The WOW! Book!. Get ready for an epiphany!
This book impressed me so much that I would like to encourage people [and challenge others] to consider this metaphor concept that examines and explains how the God Virus functions in our minds and culture.
This book examines the similarities of religion to viruses closely.
Learn how to recognize and understand strategies used by both religion and viruses to infect, survive and dominate.
Learn the role of sex, guilt, morality, even a persons personality and intelligence.
This book lifts up the curtain of mystery and provides some tools for understanding the power and impact of religion on all our lives, It provides a framework to enable us to see and analyze religious behaviors, even our own.
Have you ever wondered about these questions?
1. How can otherwise intelligent people justify being selectively rational, that is - rational in parts of their lives but also hold belief in absurd, sometimes harmful and contradictory religious dogmas, and even fall for outright manipulations of their religion ?

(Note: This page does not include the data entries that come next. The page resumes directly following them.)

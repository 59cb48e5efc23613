// crates/wbat-targets/src/block.rs

//! Reference AES-128 block encryption.
//!
//! Plain table-based single-block AES, used by the synthetic trace
//! generator to produce consistent plaintext/ciphertext pairs and by tests
//! as ground truth. Not constant-time, not a production cipher.

#![forbid(unsafe_code)]
#![deny(rust_2018_idioms)]
#![warn(
    missing_docs,
    clippy::all,
    clippy::pedantic,
    clippy::nursery,
    clippy::unwrap_used,
    clippy::expect_used
)]

use crate::sbox::SBOX;

const RCON: [u8; 10] = [0x01, 0x02, 0x04, 0x08, 0x10, 0x20, 0x40, 0x80, 0x1b, 0x36];

/// Multiply by x in GF(2^8) modulo the AES polynomial.
#[inline]
fn xtime(x: u8) -> u8 {
    (x << 1) ^ (if x & 0x80 != 0 { 0x1b } else { 0 })
}

/// Expand a 128-bit key into the 11 round keys.
fn key_schedule(key: &[u8; 16]) -> [[u8; 16]; 11] {
    let mut w = [[0u8; 4]; 44];
    for i in 0..4 {
        w[i].copy_from_slice(&key[4 * i..4 * i + 4]);
    }
    for i in 4..44 {
        let mut t = w[i - 1];
        if i % 4 == 0 {
            t = [
                SBOX[t[1] as usize] ^ RCON[i / 4 - 1],
                SBOX[t[2] as usize],
                SBOX[t[3] as usize],
                SBOX[t[0] as usize],
            ];
        }
        for b in 0..4 {
            w[i][b] = w[i - 4][b] ^ t[b];
        }
    }

    let mut round_keys = [[0u8; 16]; 11];
    for (r, rk) in round_keys.iter_mut().enumerate() {
        for c in 0..4 {
            rk[4 * c..4 * c + 4].copy_from_slice(&w[4 * r + c]);
        }
    }
    round_keys
}

#[inline]
fn add_round_key(state: &mut [u8; 16], rk: &[u8; 16]) {
    for (s, k) in state.iter_mut().zip(rk) {
        *s ^= k;
    }
}

#[inline]
fn sub_bytes(state: &mut [u8; 16]) {
    for s in state.iter_mut() {
        *s = SBOX[*s as usize];
    }
}

/// State layout is column-major: `state[r + 4c]` is row `r`, column `c`.
fn shift_rows(state: &mut [u8; 16]) {
    let old = *state;
    for r in 1..4 {
        for c in 0..4 {
            state[r + 4 * c] = old[r + 4 * ((c + r) % 4)];
        }
    }
}

fn mix_columns(state: &mut [u8; 16]) {
    for c in 0..4 {
        let col = [
            state[4 * c],
            state[4 * c + 1],
            state[4 * c + 2],
            state[4 * c + 3],
        ];
        let all = col[0] ^ col[1] ^ col[2] ^ col[3];
        for r in 0..4 {
            state[4 * c + r] = col[r] ^ all ^ xtime(col[r] ^ col[(r + 1) % 4]);
        }
    }
}

/// Encrypt one block with AES-128.
#[must_use]
pub fn encrypt_block(key: &[u8; 16], plaintext: &[u8; 16]) -> [u8; 16] {
    let round_keys = key_schedule(key);
    let mut state = *plaintext;

    add_round_key(&mut state, &round_keys[0]);
    for rk in round_keys.iter().take(10).skip(1) {
        sub_bytes(&mut state);
        shift_rows(&mut state);
        mix_columns(&mut state);
        add_round_key(&mut state, rk);
    }
    sub_bytes(&mut state);
    shift_rows(&mut state);
    add_round_key(&mut state, &round_keys[10]);

    state
}

#[cfg(test)]
mod tests {
    use super::*;

    // FIPS-197 appendix C.1.
    #[test]
    fn fips_197_vector() {
        let key: [u8; 16] = [
            0x00, 0x01, 0x02, 0x03, 0x04, 0x05, 0x06, 0x07, 0x08, 0x09, 0x0a, 0x0b, 0x0c, 0x0d,
            0x0e, 0x0f,
        ];
        let pt: [u8; 16] = [
            0x00, 0x11, 0x22, 0x33, 0x44, 0x55, 0x66, 0x77, 0x88, 0x99, 0xaa, 0xbb, 0xcc, 0xdd,
            0xee, 0xff,
        ];
        let ct = encrypt_block(&key, &pt);
        assert_eq!(
            ct,
            [
                0x69, 0xc4, 0xe0, 0xd8, 0x6a, 0x7b, 0x04, 0x30, 0xd8, 0xcd, 0xb7, 0x80, 0x70, 0xb4,
                0xc5, 0x5a
            ]
        );
    }

    // FIPS-197 appendix B.
    #[test]
    fn appendix_b_vector() {
        let key: [u8; 16] = [
            0x2b, 0x7e, 0x15, 0x16, 0x28, 0xae, 0xd2, 0xa6, 0xab, 0xf7, 0x15, 0x88, 0x09, 0xcf,
            0x4f, 0x3c,
        ];
        let pt: [u8; 16] = [
            0x32, 0x43, 0xf6, 0xa8, 0x88, 0x5a, 0x30, 0x8d, 0x31, 0x31, 0x98, 0xa2, 0xe0, 0x37,
            0x07, 0x34,
        ];
        let ct = encrypt_block(&key, &pt);
        assert_eq!(
            ct,
            [
                0x39, 0x25, 0x84, 0x1d, 0x02, 0xdc, 0x09, 0xfb, 0xdc, 0x11, 0x85, 0x97, 0x19, 0x6a,
                0x0b, 0x32
            ]
        );
    }
}
// crates/wbat-attacks/src/report.rs

//! Match records, the per-byte candidate aggregate, and the final report.

#![forbid(unsafe_code)]
#![deny(rust_2018_idioms)]
#![warn(
    missing_docs,
    clippy::all,
    clippy::pedantic,
    clippy::nursery,
    clippy::unwrap_used,
    clippy::expect_used
)]

use std::collections::BTreeSet;
use std::fmt;

use serde::Serialize;
use wbat_targets::{printable, Guess};

/// How a prediction vector was located inside a window.
#[derive(Clone, Debug, Serialize)]
pub enum Witness {
    /// A column vector equal to the prediction (first order).
    Single {
        /// Up to 10 absolute bit offsets holding the value, file order.
        offsets: Vec<u64>,
        /// Total number of offsets holding the value.
        total: usize,
    },
    /// Two column vectors whose XOR equals the prediction (second order).
    Pair {
        /// Up to 5 offsets of the first share.
        first: Vec<u64>,
        /// Total offsets holding the first share's value.
        first_total: usize,
        /// Up to 5 offsets of the second share.
        second: Vec<u64>,
        /// Total offsets holding the second share's value.
        second_total: usize,
    },
    /// A GF(2) combination of sample vectors XOR-ing to the prediction.
    Combination {
        /// Absolute bit offsets of the combined samples, ascending.
        offsets: Vec<u64>,
    },
}

/// One reported match, tied to the window that produced it.
#[derive(Clone, Debug, Serialize)]
pub struct Match {
    /// 0-based window number.
    pub window: usize,
    /// The guess whose prediction vector matched.
    pub guess: Guess,
    /// Where the prediction was found.
    pub witness: Witness,
}

impl fmt::Display for Match {
    fn fmt(&self, f: &mut fmt::Formatter<'_>) -> fmt::Result {
        match &self.witness {
            Witness::Single { offsets, total } => write!(
                f,
                "MATCH (single): window {}, {}, offsets ({total} total): {offsets:?}",
                self.window + 1,
                self.guess
            ),
            Witness::Pair {
                first,
                first_total,
                second,
                second_total,
            } => write!(
                f,
                "MATCH (double): window {}, {}, offsets ({first_total} and {second_total} total): {first:?} {second:?}",
                self.window + 1,
                self.guess
            ),
            Witness::Combination { offsets } => {
                write!(
                    f,
                    "MATCH (linear): window {}, {}, {} offsets",
                    self.window + 1,
                    self.guess,
                    offsets.len()
                )?;
                if let (Some(lo), Some(hi)) = (offsets.first(), offsets.last()) {
                    write!(f, " spanning {lo}..{hi}")?;
                }
                write!(f, ": {offsets:?}")
            }
        }
    }
}

/// Per-byte key candidates accumulated across windows.
///
/// Insert-only: re-recording a `(position, key)` pair bumps the hit count
/// and leaves the candidate set unchanged, so the set only ever grows.
#[derive(Clone, Debug, Default)]
pub struct Candidates {
    sets: [BTreeSet<u8>; 16],
    hits: [u64; 16],
}

impl Candidates {
    /// Fresh, empty aggregate.
    #[must_use]
    pub fn new() -> Self {
        Self::default()
    }

    /// Record a match for `key` at byte position `pos`.
    ///
    /// # Panics
    /// Panics if `pos > 15`.
    pub fn record(&mut self, pos: u8, key: u8) {
        self.sets[pos as usize].insert(key);
        self.hits[pos as usize] += 1;
    }

    /// Number of recorded matches per byte position.
    #[must_use]
    pub fn hits(&self) -> &[u64; 16] {
        &self.hits
    }

    /// Candidate keys for byte position `pos`, ascending.
    #[must_use]
    pub fn at(&self, pos: u8) -> &BTreeSet<u8> {
        &self.sets[pos as usize]
    }

    /// True if any byte position has a candidate.
    #[must_use]
    pub fn any(&self) -> bool {
        self.sets.iter().any(|s| !s.is_empty())
    }

    /// Fold `other` into `self` (set union + hit sums).
    pub fn merge(&mut self, other: &Self) {
        for (pos, set) in other.sets.iter().enumerate() {
            self.sets[pos].extend(set);
            self.hits[pos] += other.hits[pos];
        }
    }

    /// 32-hex-character example key: the smallest candidate per byte,
    /// `??` where nothing was recovered.
    #[must_use]
    pub fn example_key(&self) -> String {
        let mut out = String::with_capacity(32);
        for set in &self.sets {
            match set.first() {
                Some(k) => out.push_str(&format!("{k:02x}")),
                None => out.push_str("??"),
            }
        }
        out
    }
}

/// Final, render-ready attack result.
#[derive(Clone, Debug, Serialize)]
pub struct Report {
    /// Matches per byte position.
    pub hits: Vec<u64>,
    /// Candidate keys per byte position, ascending.
    pub candidates: Vec<Vec<u8>>,
    /// 32-hex example key (`??` per unrecovered byte).
    pub example: String,
}

impl Report {
    /// Snapshot an aggregate into a report.
    #[must_use]
    pub fn from_candidates(c: &Candidates) -> Self {
        Self {
            hits: c.hits().to_vec(),
            candidates: (0..16u8).map(|p| c.at(p).iter().copied().collect()).collect(),
            example: c.example_key(),
        }
    }
}

impl fmt::Display for Report {
    fn fmt(&self, f: &mut fmt::Formatter<'_>) -> fmt::Result {
        writeln!(f, "Matches (by position): {:?}", self.hits)?;
        writeln!(f, "Key candidates found:")?;
        for (pos, keys) in self.candidates.iter().enumerate() {
            if keys.is_empty() {
                continue;
            }
            let rendered: Vec<String> = keys
                .iter()
                .map(|&k| format!("0x{k:02x}{}", printable(k)))
                .collect();
            writeln!(f, "S-Box #{pos}: {}", rendered.join(","))?;
        }
        write!(f, "\nExample: {}", self.example)
    }
}

/// Everything a finished attack run produced.
#[derive(Debug, Default)]
pub struct AttackOutcome {
    /// The global candidate aggregate.
    pub candidates: Candidates,
    /// Every reported match, in discovery order.
    pub matches: Vec<Match>,
    /// Windows examined.
    pub windows: usize,
    /// Windows skipped for failing a precondition (LDA only).
    pub skipped: usize,
}

#[cfg(test)]
mod tests {
    use super::*;

    #[test]
    fn example_key_renders_gaps() {
        let mut c = Candidates::new();
        c.record(0, 0x2b);
        c.record(5, 0x5a);
        c.record(5, 0x10); // smaller candidate wins the example slot
        let ex = c.example_key();
        assert_eq!(ex.len(), 32);
        assert!(ex.starts_with("2b????????10"));
        assert!(ex.ends_with("??"));
    }

    #[test]
    fn record_is_idempotent_on_sets_but_counts_hits() {
        let mut c = Candidates::new();
        c.record(3, 0x41);
        c.record(3, 0x41);
        assert_eq!(c.at(3).len(), 1);
        assert_eq!(c.hits()[3], 2);
    }

    #[test]
    fn merge_is_monotonic() {
        let mut a = Candidates::new();
        a.record(0, 1);
        let before: Vec<u8> = a.at(0).iter().copied().collect();

        let mut b = Candidates::new();
        b.record(0, 2);
        b.record(9, 7);
        a.merge(&b);

        for k in before {
            assert!(a.at(0).contains(&k), "merge must never drop candidates");
        }
        assert!(a.at(0).contains(&2));
        assert!(a.at(9).contains(&7));
    }

    #[test]
    fn report_display_has_example_line() {
        let mut c = Candidates::new();
        c.record(1, b'+');
        let text = Report::from_candidates(&c).to_string();
        assert!(text.contains("S-Box #1: 0x2b('+')"));
        assert!(text.contains("\nExample: ??2b"));
    }
}
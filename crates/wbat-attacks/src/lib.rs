// crates/wbat-attacks/src/lib.rs

//! Trace attacks: exact matching (order 1 and 2) and linear decoding.
//!
//! Both attacks consume the same ingredients, a [`wbat_trace::WindowReader`]
//! over recorded traces and the prediction vectors of a
//! [`wbat_targets::TargetSource`], and feed per-window matches into a
//! monotonic per-byte candidate aggregate.

#![forbid(unsafe_code)]
#![deny(rust_2018_idioms)]
#![warn(clippy::all, clippy::pedantic, clippy::nursery)]

pub mod exact;
pub mod lda;
pub mod report;
pub mod synth;

pub use exact::{run_exact, ExactOptions, Order};
pub use lda::{run_lda, LdaOptions};
pub use report::{AttackOutcome, Candidates, Match, Report, Witness};
pub use synth::{write_leaky_traces, Leak, SynthSpec};
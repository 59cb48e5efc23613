//! Criterion benches for packed GF(2) elimination.
//!
//! Matrix shapes follow the attack workloads: a few thousand rows (window
//! sample vectors) over a few hundred columns (traces). Inputs are
//! deterministic across runs (LCG-based) so results are comparable over time.

#![forbid(unsafe_code)]
#![deny(rust_2018_idioms)]
#![warn(clippy::all, clippy::pedantic, clippy::nursery)]

use criterion::{black_box, criterion_group, criterion_main, BenchmarkId, Criterion};
use wbat_gf2::{BitMatrix, BitVec};

/// Deterministic “random” matrix, seeded by `seed`.
fn det_matrix(nrows: usize, ncols: usize, seed: u64) -> BitMatrix {
    // LCG constants (same as MSVC): a = 1664525, c = 1013904223.
    const A: u64 = 1_664_525;
    const C: u64 = 1_013_904_223;

    let mut state = A.wrapping_mul(seed).wrapping_add(C);
    let rows = (0..nrows)
        .map(|_| {
            BitVec::from_fn(ncols, |_| {
                state = state.wrapping_mul(A).wrapping_add(C);
                (state >> 16) & 1 == 1
            })
        })
        .collect();
    BitMatrix::from_rows(ncols, rows)
}

fn bench_elimination(c: &mut Criterion) {
    let mut group = c.benchmark_group("gf2_elimination");

    for &(nrows, ncols) in &[(512usize, 256usize), (2048, 256), (2048, 512)] {
        let m = det_matrix(nrows, ncols, 2024);

        group.bench_function(BenchmarkId::new("rref", format!("{nrows}x{ncols}")), |b| {
            b.iter(|| black_box(&m).rref());
        });

        group.bench_function(
            BenchmarkId::new("right_kernel_basis", format!("{nrows}x{ncols}")),
            |b| {
                b.iter(|| black_box(&m).right_kernel_basis());
            },
        );
    }

    group.finish();
}

criterion_group!(benches, bench_elimination);
criterion_main!(benches);
// crates/wbat-targets/src/aes.rs

//! AES target vectors: first-round S-box output bits under a key guess.
//!
//! For guess `(b, lin, k)` the predicted bit of trace `i` is
//! `parity(SBOX[pt_i[b] ^ k] & lin)`; every guess also emits its bitwise
//! complement (`negated = true`), which catches leakage of the inverted
//! bit. The `parity(x & lin)` products are precomputed as a 256×256 table
//! so generation is a flat scan over traces × positions × masks × keys.

#![forbid(unsafe_code)]
#![deny(rust_2018_idioms)]
#![warn(
    missing_docs,
    clippy::all,
    clippy::pedantic,
    clippy::nursery,
    clippy::unwrap_used,
    clippy::expect_used
)]

use std::str::FromStr;

use anyhow::{bail, Context, Result};
use rand::Rng;
use wbat_gf2::BitVec;

use crate::sbox::{INV_SBOX, SBOX};
use crate::{Guess, TargetSource};

/// Which side of the cipher the predictions model.
///
/// Only the plaintext side (first-round S-box) is reachable from the
/// command line; the ciphertext side exists for completeness of the seam.
#[derive(Clone, Copy, Debug, Default, PartialEq, Eq)]
pub enum Side {
    /// First-round S-box on `pt[b] ^ k`.
    #[default]
    Plaintext,
    /// Last-round inverse S-box on `ct[b] ^ k`.
    Ciphertext,
}

/// Linear-mask selection: an explicit list or one of the presets.
#[derive(Clone, Debug, PartialEq, Eq)]
pub enum MaskSpec {
    /// Explicit comma-separated masks.
    List(Vec<u8>),
    /// Every nonzero mask `1..=255`.
    All,
    /// The 8 single-bit masks plus 8 sampled multi-bit masks.
    Random16,
    /// The 8 single-bit masks plus 24 sampled multi-bit masks.
    Random32,
}

impl FromStr for MaskSpec {
    type Err = anyhow::Error;

    fn from_str(s: &str) -> Result<Self> {
        match s {
            "all" => Ok(Self::All),
            "random16" => Ok(Self::Random16),
            "random32" => Ok(Self::Random32),
            csv => {
                let masks = csv
                    .split(',')
                    .map(|tok| {
                        tok.trim()
                            .parse::<u8>()
                            .with_context(|| format!("bad mask value {tok:?}"))
                    })
                    .collect::<Result<Vec<u8>>>()?;
                Ok(Self::List(masks))
            }
        }
    }
}

impl MaskSpec {
    /// Materialize the mask list. The RNG only matters for the random
    /// presets; pass a seeded one so reports are reproducible.
    pub fn resolve<R: Rng>(&self, rng: &mut R) -> Result<Vec<u8>> {
        match self {
            Self::List(masks) => {
                if masks.is_empty() || masks.contains(&0) {
                    bail!("masks must be a non-empty list of values in 1..=255");
                }
                Ok(masks.clone())
            }
            Self::All => Ok((1..=255).collect()),
            Self::Random16 => Ok(sample_masks(rng, 16)),
            Self::Random32 => Ok(sample_masks(rng, 32)),
        }
    }
}

/// The 8 powers of two followed by `total - 8` distinct multi-bit masks.
fn sample_masks<R: Rng>(rng: &mut R, total: usize) -> Vec<u8> {
    let mut masks: Vec<u8> = (0..8).map(|i| 1u8 << i).collect();
    let pool: Vec<u8> = (1..=255u8).filter(|m| m & (m - 1) != 0).collect();
    for idx in rand::seq::index::sample(rng, pool.len(), total - 8) {
        masks.push(pool[idx]);
    }
    masks
}

/// AES target generator configuration.
#[derive(Clone, Debug)]
pub struct AesTargets {
    positions: Vec<u8>,
    masks: Vec<u8>,
    keys: Vec<u8>,
    side: Side,
}

impl AesTargets {
    /// Configure the generator.
    ///
    /// `positions` are state byte indices in `0..16`; `masks` are nonzero
    /// linear masks. Every key byte `0..=255` is enumerated unless
    /// restricted with [`Self::with_keys`].
    pub fn new(positions: Vec<u8>, masks: Vec<u8>, side: Side) -> Result<Self> {
        if positions.is_empty() || positions.iter().any(|&p| p > 15) {
            bail!("byte positions must be a non-empty subset of 0..=15");
        }
        if masks.is_empty() || masks.contains(&0) {
            bail!("masks must be a non-empty list of values in 1..=255");
        }
        Ok(Self {
            positions,
            masks,
            keys: (0..=255).collect(),
            side,
        })
    }

    /// Restrict the enumerated key bytes (e.g. to printable characters).
    pub fn with_keys(mut self, keys: Vec<u8>) -> Result<Self> {
        if keys.is_empty() {
            bail!("key charset must not be empty");
        }
        self.keys = keys;
        Ok(self)
    }

    /// Attacked byte positions.
    #[must_use]
    pub fn positions(&self) -> &[u8] {
        &self.positions
    }

    /// Linear masks in use.
    #[must_use]
    pub fn masks(&self) -> &[u8] {
        &self.masks
    }

    /// Number of `(vector, guess)` pairs `generate` will emit.
    #[must_use]
    pub fn num_targets(&self) -> usize {
        self.positions.len() * self.masks.len() * self.keys.len() * 2
    }
}

/// `parity(x & lin)` for every `(lin, x)`.
fn scalar_table() -> Vec<[u8; 256]> {
    let mut table = vec![[0u8; 256]; 256];
    for (lin, row) in table.iter_mut().enumerate() {
        for (x, cell) in row.iter_mut().enumerate() {
            *cell = ((lin & x).count_ones() & 1) as u8;
        }
    }
    table
}

impl TargetSource for AesTargets {
    fn generate(&self, pts: &[[u8; 16]], cts: &[[u8; 16]]) -> Vec<(BitVec, Guess)> {
        let n = pts.len();
        debug_assert_eq!(n, cts.len());
        let scalar = scalar_table();

        let mut out = Vec::with_capacity(self.num_targets());
        for &pos in &self.positions {
            for &mask in &self.masks {
                let row = &scalar[mask as usize];
                for &key in &self.keys {
                    let mut t = BitVec::zeros(n);
                    for i in 0..n {
                        let x = match self.side {
                            Side::Plaintext => SBOX[(pts[i][pos as usize] ^ key) as usize],
                            Side::Ciphertext => INV_SBOX[(cts[i][pos as usize] ^ key) as usize],
                        };
                        if row[x as usize] == 1 {
                            t.set(i, true);
                        }
                    }
                    let negated = t.complement();
                    out.push((
                        t,
                        Guess {
                            pos,
                            mask,
                            key,
                            negated: false,
                        },
                    ));
                    out.push((
                        negated,
                        Guess {
                            pos,
                            mask,
                            key,
                            negated: true,
                        },
                    ));
                }
            }
        }
        out
    }
}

2. How can people hold deep beliefs and at the same time, be so unclear of their own religious dogma? Mostly they are unable to explain their particular religious dogma in their own words - but regurgitate, parrot, meaningless phrases.
3. How can the religious instantly, without examination, dismiss all other religions as false. Or they see the faults of other religions, and remain blind to the irrationality, inconsistencies, contradictions, and, again, the manipulations of their own religion?
4. How are the religious able to ignore clear, demonstrable evidence even if it is contrary to their beliefs? And why do they spend so much time at church?
5. Why is their sometimes trance-like, defensive, angry behavior so quick and predictable?
6. Why is there [ among the religious] such wide spread and frequent hypocrisy of words and actions which betray, even contradict, their very own deeply held beliefs?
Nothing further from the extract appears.